Y a partir de esto, la lógica dejó de funcionar. Delante tenía a una persona para quien todas esas cosas ya no tenían ninguna importancia. ¿Por qué iba entonces a arriesgar su vida por una historia más que superada? ¿Qué era, pues, lo que podía alcanzarlo ahora? Bryan lo miró. La comisura de los labios de aquel grandullón casi le llegaba a la barbilla rolliza. Su mirada era fría y expectante. Bryan se volvió y se encontró con la mirada de cristal de un trofeo de caza. Dos de los simuladores se habían jugado la vida al intentar cazarlo aquella noche del invierno de 1944. No cabía duda de que habían tenido sus razones para hacerlo, sin embargo, Bryan jamás había llegado a comprender qué era lo que los había llevado a actuar como lo habían hecho. Y esa incertidumbre había estado a punto de costarle la vida.

No estaba dispuesto a cometer ese error una vez más.

—¡Cuéntamelo todo! —se limitó a decir—. ¡Si quieres seguir viviendo, tendrás que contármelo todo!

—¿Qué es todo?

El hombre corpulento respiraba con cierta dificultad.

—¿Para que puedas hacerte con nuestro dinero?

El grandullón farfulló algo ininteligible.

—¡Olvídalo!
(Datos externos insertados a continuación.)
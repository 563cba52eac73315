//! Monthly return record sets.
//!
//! Every [`ReturnSource`] yields the same schema:
//!
//! | column   | type    | meaning                                             |
//! |----------|---------|-----------------------------------------------------|
//! | `permno` | id      | entity identifier                                   |
//! | `date`   | Date    | security-month date (delisting date if none)        |
//! | `ret`    | Float64 | ordinary return compounded with any delisting return |
//! | `decret` | Float64 | size-decile benchmark portfolio return (nullable)   |
//! | `vwretd` | Float64 | value-weighted market index return (nullable)       |

use polars::prelude::*;

use crate::config::TableNames;
use crate::logging::{QueryPhase, QueryRecord};
use crate::store::{DataStore, StoreResult};

pub const ID: &str = "permno";
pub const DATE: &str = "date";
pub const RET: &str = "ret";
pub const DELISTING_RET: &str = "dlret";
pub const DELISTING_DATE: &str = "dlstdt";
pub const BENCHMARK_RET: &str = "decret";
pub const MARKET_RET: &str = "vwretd";

const MONTH: &str = "__calendar_month";

/// Strategy for producing the monthly return record set.
pub trait ReturnSource {
    fn name(&self) -> &'static str;

    fn monthly_returns(&self, store: &dyn DataStore) -> StoreResult<LazyFrame>;
}

/// Reads the pre-joined monthly returns table.
#[derive(Debug, Clone)]
pub struct MaterializedReturns {
    tables: TableNames,
}

impl MaterializedReturns {
    pub fn new(tables: TableNames) -> Self {
        Self { tables }
    }
}

impl ReturnSource for MaterializedReturns {
    fn name(&self) -> &'static str {
        "materialized"
    }

    fn monthly_returns(&self, store: &dyn DataStore) -> StoreResult<LazyFrame> {
        let frame = store.table(&self.tables.monthly_returns)?;
        let schema = frame.schema()?;

        let optional = |column: &str| {
            if schema.get(column).is_some() {
                col(column).cast(DataType::Float64)
            } else {
                QueryRecord::new("MaterializedReturns", "monthly_returns", QueryPhase::Plan)
                    .at(file!(), line!())
                    .emit(&format!(
                        "Column {column} absent from {}; treating as null",
                        self.tables.monthly_returns
                    ));
                null_returns(column)
            }
        };

        let benchmark = optional(BENCHMARK_RET);
        let market = optional(MARKET_RET);

        Ok(frame.select([
            col(ID),
            col(DATE).cast(DataType::Date),
            col(RET).cast(DataType::Float64),
            benchmark,
            market,
        ]))
    }
}

/// Builds monthly returns from the security-month, delisting, benchmark and market index
/// tables.
#[derive(Debug, Clone)]
pub struct DerivedReturns {
    tables: TableNames,
}

impl DerivedReturns {
    pub fn new(tables: TableNames) -> Self {
        Self { tables }
    }
}

impl ReturnSource for DerivedReturns {
    fn name(&self) -> &'static str {
        "derived"
    }

    fn monthly_returns(&self, store: &dyn DataStore) -> StoreResult<LazyFrame> {
        let security_months = store.table(&self.tables.security_months)?;
        let id_dtype = security_months
            .schema()?
            .get(ID)
            .cloned()
            .ok_or_else(|| polars_err!(ColumnNotFound: "{} in {}", ID, self.tables.security_months))?;

        let security_months = security_months
            .select([
                col(ID),
                col(DATE).cast(DataType::Date),
                col(RET).cast(DataType::Float64),
            ])
            .with_column(calendar_month(DATE));

        // At most one delisting per security and calendar month.
        let delistings = optional_table(store, &self.tables.delistings)?.map(|frame| {
            frame
                .select([
                    col(ID).cast(id_dtype.clone()),
                    col(DELISTING_DATE).cast(DataType::Date),
                    col(DELISTING_RET).cast(DataType::Float64),
                ])
                .with_column(calendar_month(DELISTING_DATE))
                .unique_stable(
                    Some(vec![ID.to_string(), MONTH.to_string()]),
                    UniqueKeepStrategy::First,
                )
        });

        // A month survives when either the ordinary or the delisting return exists.
        let keys = match &delistings {
            Some(delistings) => concat(
                [
                    security_months.clone().select(entity_month()),
                    delistings.clone().select(entity_month()),
                ],
                UnionArgs::default(),
            )?
            .unique_stable(None, UniqueKeepStrategy::First),
            None => security_months.clone().select(entity_month()),
        };

        let mut frame = keys.join(
            security_months,
            entity_month(),
            entity_month(),
            JoinArgs::new(JoinType::Left),
        );

        frame = match delistings {
            Some(delistings) => frame
                .join(
                    delistings,
                    entity_month(),
                    entity_month(),
                    JoinArgs::new(JoinType::Left),
                )
                .with_column(col(DATE).fill_null(col(DELISTING_DATE)).alias(DATE)),
            None => frame.with_column(null_returns(DELISTING_RET)),
        };

        let combined = (lit(1.0) + col(RET).fill_null(lit(0.0)))
            * (lit(1.0) + col(DELISTING_RET).fill_null(lit(0.0)))
            - lit(1.0);
        frame = frame.with_column(
            when(col(RET).is_null().and(col(DELISTING_RET).is_null()))
                .then(null_f64())
                .otherwise(combined)
                .alias(RET),
        );

        frame = match optional_table(store, &self.tables.benchmark_portfolios)? {
            Some(benchmarks) => frame.join(
                benchmarks.select([
                    col(ID).cast(id_dtype),
                    col(DATE).cast(DataType::Date),
                    col(BENCHMARK_RET).cast(DataType::Float64),
                ]),
                [col(ID), col(DATE)],
                [col(ID), col(DATE)],
                JoinArgs::new(JoinType::Left),
            ),
            None => frame.with_column(null_returns(BENCHMARK_RET)),
        };

        frame = match optional_table(store, &self.tables.market_index)? {
            Some(index) => frame.join(
                index.select([
                    col(DATE).cast(DataType::Date),
                    col(MARKET_RET).cast(DataType::Float64),
                ]),
                [col(DATE)],
                [col(DATE)],
                JoinArgs::new(JoinType::Left),
            ),
            None => frame.with_column(null_returns(MARKET_RET)),
        };

        Ok(frame.select([
            col(ID),
            col(DATE),
            col(RET),
            col(BENCHMARK_RET),
            col(MARKET_RET),
        ]))
    }
}

/// `year * 12 + month`, a join key shared by every date in one calendar month.
fn calendar_month(date_column: &str) -> Expr {
    (col(date_column).dt().year().cast(DataType::Int32) * lit(12)
        + col(date_column).dt().month().cast(DataType::Int32))
    .alias(MONTH)
}

fn entity_month() -> [Expr; 2] {
    [col(ID), col(MONTH)]
}

pub(crate) fn null_f64() -> Expr {
    lit(NULL).cast(DataType::Float64)
}

fn null_returns(column: &str) -> Expr {
    null_f64().alias(column)
}

fn optional_table(store: &dyn DataStore, name: &str) -> StoreResult<Option<LazyFrame>> {
    if store.has_table(name) {
        return store.table(name).map(Some);
    }

    QueryRecord::new("DerivedReturns", "optional_table", QueryPhase::Plan)
        .at(file!(), line!())
        .emit(&format!("Table {name} not available; its returns will be null"));
    Ok(None)
}

/// Pick the return source the store can serve: the pre-joined table when it exists,
/// otherwise derivation from the raw tables.
pub fn resolve_return_source(store: &dyn DataStore, tables: &TableNames) -> Box<dyn ReturnSource> {
    let source: Box<dyn ReturnSource> = if store.has_table(&tables.monthly_returns) {
        Box::new(MaterializedReturns::new(tables.clone()))
    } else {
        Box::new(DerivedReturns::new(tables.clone()))
    };

    QueryRecord::new("ReturnSourceResolver", "resolve_return_source", QueryPhase::Plan)
        .at(file!(), line!())
        .emit(&format!("Selected {} monthly return source", source.name()));

    source
}

/// Derive the monthly return record set and collect it, e.g. to register it as the
/// pre-joined table.
pub fn materialize_monthly_returns(
    store: &dyn DataStore,
    tables: &TableNames,
) -> StoreResult<DataFrame> {
    let frame = DerivedReturns::new(tables.clone())
        .monthly_returns(store)?
        .collect()?;

    QueryRecord::new("DerivedReturns", "materialize_monthly_returns", QueryPhase::Collect)
        .at(file!(), line!())
        .rows(frame.height())
        .emit("Materialized monthly return records");

    Ok(frame)
}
No lo tendrás, hagas lo que hagas. Como habrás podido comprobar, no se encuentra escondido en pequeñas arcas por la casa, ¿no es así?

—¿Dinero? ¿Qué dinero?

Bryan se volvió y miró a Lankau directamente a los ojos.

—¿Acaso creéis que busco dinero? ¿Acaso se ha tratado todo el tiempo de dinero?

Bryan dio un paso hacia adelante, acercándose al hombre del rostro ancho.

—¿Realmente hay tanto dinero en juego?

Bryan se detuvo y contempló tranquilamente a Lankau. Ni siquiera había pestañeado. Parecía un hombre de negocios en medio de una negociación. En tal caso, se había introducido inadvertidamente en un terreno que Bryan dominaba a la perfección. Bryan se inclinó sobre el hombre atado de pies y manos y lo miró a los ojos.

—No me faltan recursos, Lankau. Los cuatro cuartos que tú puedas ofrecerme, sin duda, sólo podrían satisfacer las necesidades de mis animales domésticos. Si quieres volver a ver a tu familia, harás bien en esforzarte por contestar a mis preguntas ahora mismo. Cuéntame lo que ocurrió entonces, y luego me cuentas lo que ha pasado desde entonces.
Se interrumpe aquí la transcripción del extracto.